(EXERCISE INPUT)
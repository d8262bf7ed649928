//! Half-open UTC time ranges with an optional (unbounded) end.

use std::fmt;

use chrono::{DateTime, Duration, SecondsFormat, Utc};
use serde::{Deserialize, Serialize};

use crate::types::ValidationError;

/// A `[begin, end)` range of UTC instants.
///
/// `end: None` means the range is open towards the future.
#[derive(Debug, Clone, Copy, PartialEq, Eq, Hash, Serialize, Deserialize)]
pub struct TimeRange {
    pub begin: DateTime<Utc>,
    pub end: Option<DateTime<Utc>>,
}

impl TimeRange {
    /// Creates a bounded range. `end` must not precede `begin`.
    pub fn new(begin: DateTime<Utc>, end: DateTime<Utc>) -> Result<Self, ValidationError> {
        if end < begin {
            return Err(ValidationError::InvertedRange {
                begin: begin.to_rfc3339_opts(SecondsFormat::Millis, true),
                end: end.to_rfc3339_opts(SecondsFormat::Millis, true),
            });
        }
        Ok(Self {
            begin,
            end: Some(end),
        })
    }

    /// Creates a range starting at `begin` and open towards the future.
    pub const fn from(begin: DateTime<Utc>) -> Self {
        Self { begin, end: None }
    }

    /// Creates a range from an optional end, clamping an inverted end to `begin`.
    pub fn clamped(begin: DateTime<Utc>, end: Option<DateTime<Utc>>) -> Self {
        Self {
            begin,
            end: end.map(|end| end.max(begin)),
        }
    }

    pub fn is_empty(&self) -> bool {
        self.end.is_some_and(|end| end <= self.begin)
    }

    pub const fn is_unbounded(&self) -> bool {
        self.end.is_none()
    }

    /// Duration of a bounded range.
    pub fn duration(&self) -> Option<Duration> {
        self.end.map(|end| end - self.begin)
    }

    /// Returns true if `t` lies in `[begin, end)`.
    pub fn contains(&self, t: DateTime<Utc>) -> bool {
        self.begin <= t && self.end.is_none_or(|end| t < end)
    }

    /// Returns true if `t` lies in `[begin, end]`.
    pub fn contains_considering_end(&self, t: DateTime<Utc>) -> bool {
        self.begin <= t && self.end.is_none_or(|end| t <= end)
    }

    /// Returns true if `other` is entirely inside this range.
    pub fn contains_range(&self, other: &Self) -> bool {
        if other.begin < self.begin {
            return false;
        }
        match (self.end, other.end) {
            (None, _) => true,
            (Some(_), None) => false,
            (Some(end), Some(other_end)) => other_end <= end,
        }
    }

    /// Returns true if both ranges share at least one instant.
    pub fn overlaps(&self, other: &Self) -> bool {
        if self.is_empty() || other.is_empty() {
            return false;
        }
        self.end.is_none_or(|end| other.begin < end)
            && other.end.is_none_or(|other_end| self.begin < other_end)
    }

    /// Returns the common part of both ranges, if any.
    pub fn intersection(&self, other: &Self) -> Option<Self> {
        if !self.overlaps(other) {
            return None;
        }
        let begin = self.begin.max(other.begin);
        let end = match (self.end, other.end) {
            (None, end) | (end, None) => end,
            (Some(a), Some(b)) => Some(a.min(b)),
        };
        Some(Self { begin, end })
    }
}

impl fmt::Display for TimeRange {
    fn fmt(&self, f: &mut fmt::Formatter<'_>) -> fmt::Result {
        let begin = self.begin.to_rfc3339_opts(SecondsFormat::Millis, true);
        match self.end {
            Some(end) => write!(
                f,
                "[{begin}, {})",
                end.to_rfc3339_opts(SecondsFormat::Millis, true)
            ),
            None => write!(f, "[{begin}, )"),
        }
    }
}

#[cfg(test)]
mod tests {
    use super::*;
    use chrono::TimeZone;

    fn at(secs: i64) -> DateTime<Utc> {
        Utc.timestamp_opt(1_700_000_000 + secs, 0).unwrap()
    }

    #[test]
    fn new_rejects_inverted_range() {
        assert!(TimeRange::new(at(10), at(5)).is_err());
        assert!(TimeRange::new(at(5), at(5)).unwrap().is_empty());
    }

    #[test]
    fn contains_is_half_open() {
        let range = TimeRange::new(at(0), at(10)).unwrap();
        assert!(range.contains(at(0)));
        assert!(range.contains(at(9)));
        assert!(!range.contains(at(10)));
        assert!(range.contains_considering_end(at(10)));
        assert!(TimeRange::from(at(0)).contains(at(1_000_000)));
    }

    #[test]
    fn overlaps_ignores_adjacent_ranges() {
        let a = TimeRange::new(at(0), at(10)).unwrap();
        let b = TimeRange::new(at(10), at(20)).unwrap();
        let c = TimeRange::from(at(5));
        assert!(!a.overlaps(&b));
        assert!(a.overlaps(&c));
        assert!(b.overlaps(&c));
    }

    #[test]
    fn intersection_clips_open_ranges() {
        let a = TimeRange::from(at(5));
        let b = TimeRange::new(at(0), at(10)).unwrap();
        assert_eq!(a.intersection(&b), Some(TimeRange::new(at(5), at(10)).unwrap()));
        assert_eq!(
            a.intersection(&TimeRange::from(at(8))),
            Some(TimeRange::from(at(8)))
        );
    }

    #[test]
    fn contains_range_handles_unbounded_ends() {
        let open = TimeRange::from(at(0));
        let bounded = TimeRange::new(at(1), at(2)).unwrap();
        assert!(open.contains_range(&bounded));
        assert!(!bounded.contains_range(&open));
    }

    #[test]
    fn display_uses_millisecond_timestamps() {
        let range = TimeRange::new(at(0), at(1)).unwrap();
        assert_eq!(
            range.to_string(),
            "[2023-11-14T22:13:20.000Z, 2023-11-14T22:13:21.000Z)"
        );
        assert_eq!(TimeRange::from(at(0)).to_string(), "[2023-11-14T22:13:20.000Z, )");
    }
}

(WHAT YOU ARE ASKED TO DO) Go through the entries and copy each line holding the string "chrono".

(ANSWER AREA)
use chrono::{DateTime, Duration, SecondsFormat, Utc};
    use chrono::TimeZone;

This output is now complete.